Governor Andrew M. Cuomo is threatening to revoke state licenses for PSEG Long Island and Con Edison, arguing the two companies did what he called “a bad job” after the storm. Tropical Isaias.
“It’s a technical term – a bad job,” Cuomo said during Monday’s briefings. “They were unprepared and did not foresee what going online quickly will lose, and… nothing new here.”
Cuomo said an ongoing Public Services Commission investigation could result in fines, refunds or worse for utilities.
He said he was “as serious as a heart attack. PSEG, you know that your trading rights may be revoked. And that̵7;s a real possibility, ”said Cuomo.
PSEG CEO Dan Eichhorn declined to comment on Cuomo’s threat of revoking PSEG’s franchise in the state. Eichhorn said PSEG is talking with LIPA about the prospect of compensating customers for the loss of medicine and food due to power outages, although no plans or final decisions have been made on compensation yet.
Cuomo, who held the PSEG appointment after super typhoon Sandy forced the LIPA to find a new grid manager to replace National Grid, said he was disappointed with the utility’s performance.
“No excuse to say,” Oh, everyone’s tension and the mutual support system “to get more crew to help recover the power outage” has been lengthened. We know it will happen. It’s inevitable and that’s what they have to prepare for. “
Cuomo also had problems with the communication problems of the utilities.
“It’s not an excuse to say, ‘We were overwhelmed with calls,’ he said. “Of course you have been overwhelmed with calls. That’s what happens after the storm and when the power goes out.
Cuomo said he told the Public Service Commission “as drastic as the law would allow, because the people of New York were fed up. Especially Nassau and the areas under Con Ed’s jurisdiction. They are fed up and they are right. “
PSEG power outages are split between 50-50 in Nassau and Suffolk, PSEG reports on its online map. Con Edison, which serves New York City and some of its northern suburbs, has also struggled to restore electricity in the aftermath of the storm.

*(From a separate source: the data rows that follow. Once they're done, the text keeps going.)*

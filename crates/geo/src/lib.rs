//! IP geolocation and network-ownership lookups with process-lifetime
//! memoization.
//!
//! # Architecture
//! - [`GeoDatabase`] abstracts a read-only, binary IP database. Adapters for
//!   the MaxMind DB file format cover GeoLite2-City, GeoLite2-ASN and IPinfo
//!   Lite, and [`LayeredDatabase`] combines a location source with a sibling
//!   network-ownership source.
//! - [`Resolver`] owns one database handle and one cache keyed by the IP
//!   string, answering both location and AS-name questions from a single
//!   query per distinct address. Misses are cached too: the database is
//!   immutable for the lifetime of a run.
//! - [`DistanceCalculator`] computes ellipsoidal (WGS84) geodesic distances
//!   and memoizes them per coordinate pair.
//!
//! Nothing in here is global: a run constructs its resolver and calculator
//! once and drops them (closing the database) when it is done.

pub mod database;
mod distance;
pub mod error;
mod location;
mod resolver;

pub use crate::database::{DatabaseKind, GeoDatabase, LayeredDatabase};
pub use crate::distance::DistanceCalculator;
pub use crate::location::{Coordinates, GeoRecord, LocationInfo};
pub use crate::resolver::{CacheStats, Resolver};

PSEG Long Island’s agreement to operate the regional power grid for LIPA is unusual as LIPA is a state agency and PSEG is an investor-owned company. Unlike all other investor-owned utilities, neither the LIPA nor PSEG fall under the direct jurisdiction of the PSC, instead being a lighter “review and proposition” monitor of the Service Department. Public state.
PSEG has a long term service contract with LIPA which gives the agency the right to terminate the agreement under certain conditions, including PSEG’s “any failure or denial” to exercise “any meaning. any material service “under the contract. Under the contract, PSEG will have the right to “cure such incident” for up to 60 days before LIPA can terminate it.